Subject Image-Guided Sinus Surgery 12/15/2007 Original 12/15/2004 Coverage Position Number. (0257)
Table of Contents
Coverage Position (1)
General Background (1)
Coding/Billing Information (5)
<.6 Hyperlink to Related Coverage Positions Balloon Sinuplasty
Paranasal Sinus Ultrasound
真人在线英语外教
Rhinoplasty/Septoplasty
INSTRUCTIONS FOR USE
Coverage Positions are intended to supplement certain standard CIGNA HealthCare benefit plans. Plea note, the terms of a participant’s particular benefit plan document [Group Service Agreement (GSA), Evidence of Coverage, Certificate of Coverage, Summary Plan Description (SPD) or similar plan document] may differ significantly from the standard benefit plans upon which the Coverage Positions are bad. For example, a participant’s benefit plan document may contain a specific exclusion related to a topic addresd in a Coverage Position. In the event of a conflict, a participant’s benefit plan document always supercedes the information in the Coverage Positions. In the abnce of a controlling federal or state coverage mandate, benefits are ultimately determined by the terms of the applicable benefit plan document. Coverage determinations in each specific instance require consideration of 1) the terms of the applicable group benefit plan document in effect on the date of rvice; 2) any applicable
laws/regulations; 3) any relevant collateral source materials including Coverage Positions and; 4) the specific facts of the particular situation. Coverage Positions relate exclusively to the administration of
health benefit plans. Coverage Positions are not recommendations for treatment and should never be ud as treatment guidelines. ©2007 CIGNA Health Corporation Coverage Position
CIGNA HealthCare covers image-guided sinus surgery as medically necessary for ANY of the following indications:
•revision sinus surgery
•distorted sinus anatomy of developmental, postoperative, dia or traumatic origin
•extensive sino-nasal polyposis
•pathology involving the frontal, posterior ethmoid, or sphenoid sinus
•dia abutting the skull ba, orbit, optic nerve or carotid artery
•cerebral spinal fluid (CSF) rhinorrhea or conditions where a skull ba defect exists
•benign and malignant sino-nasal neoplasms
CIGNA HealthCare does not cover image-guided endoscopic sinus surgery for any other indication b
ecau it is considered not medically necessary.
General Background
Image-guided sinus (IGS) surgery is also referred to as computer-augmented, computer-aided or stereotactic sinus surgery. The technique of using imaging to guide surgery was first developed for neurosurgery and has more recently been adapted to sinus surgery for procedures involving the paranasal sinus, skull ba and temporal bone. Surgery in the regions is particularly suited for image-guidance applications becau the proximity to the orbit and cranial cavities demands a high degree of anatomical precision.
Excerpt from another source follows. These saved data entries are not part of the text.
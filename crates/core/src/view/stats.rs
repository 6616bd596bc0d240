//! Aggregate counts shown on the dashboard stat cards

use serde::{Deserialize, Serialize};

use crate::task::{Task, TaskPriority, TaskStatus};

/// Counts over the whole collection, independent of any view settings
#[derive(Debug, Clone, Copy, Default, PartialEq, Eq, Serialize, Deserialize)]
#[serde(rename_all = "camelCase")]
pub struct TaskStats {
    pub total: usize,
    pub completed: usize,
    pub pending: usize,
    pub high_priority: usize,
}

impl TaskStats {
    pub fn from_tasks(tasks: &[Task]) -> Self {
        tasks.iter().fold(Self::default(), |mut stats, task| {
            stats.total += 1;
            match task.status {
                TaskStatus::Completed => stats.completed += 1,
                TaskStatus::Pending => stats.pending += 1,
            }
            if task.priority == TaskPriority::High {
                stats.high_priority += 1;
            }
            stats
        })
    }
}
IGS surgery is facilitated by a three-dimensional (3D), real-time (i.e., intraoperative) correlation of the operative field to a monitor, which shows the preci location of a lected surgical instrument to the surrounding structures. Image-guidance systems convert preoperative computed tomography (CT) or magnetic resonance (MR) images into digital maps of the patient’s anatomy and the area targeted for surgery. The system tracks the actual movements of the surgical instruments, which are projected onto the preoperative image data t displayed on the system monitor. This integration of data and computing technology provides preci guidance to the surgeon. A traditional endoscopic i
mage allows a direct line of sight into the sinus but provides only a keyhole view. The field of view of the endoscopic image is spatially limited, and the anatomy under obrvation appears esntially two-dimensional. The u of image-guided surgery allows for a more expanded and detailed view intraoperatively.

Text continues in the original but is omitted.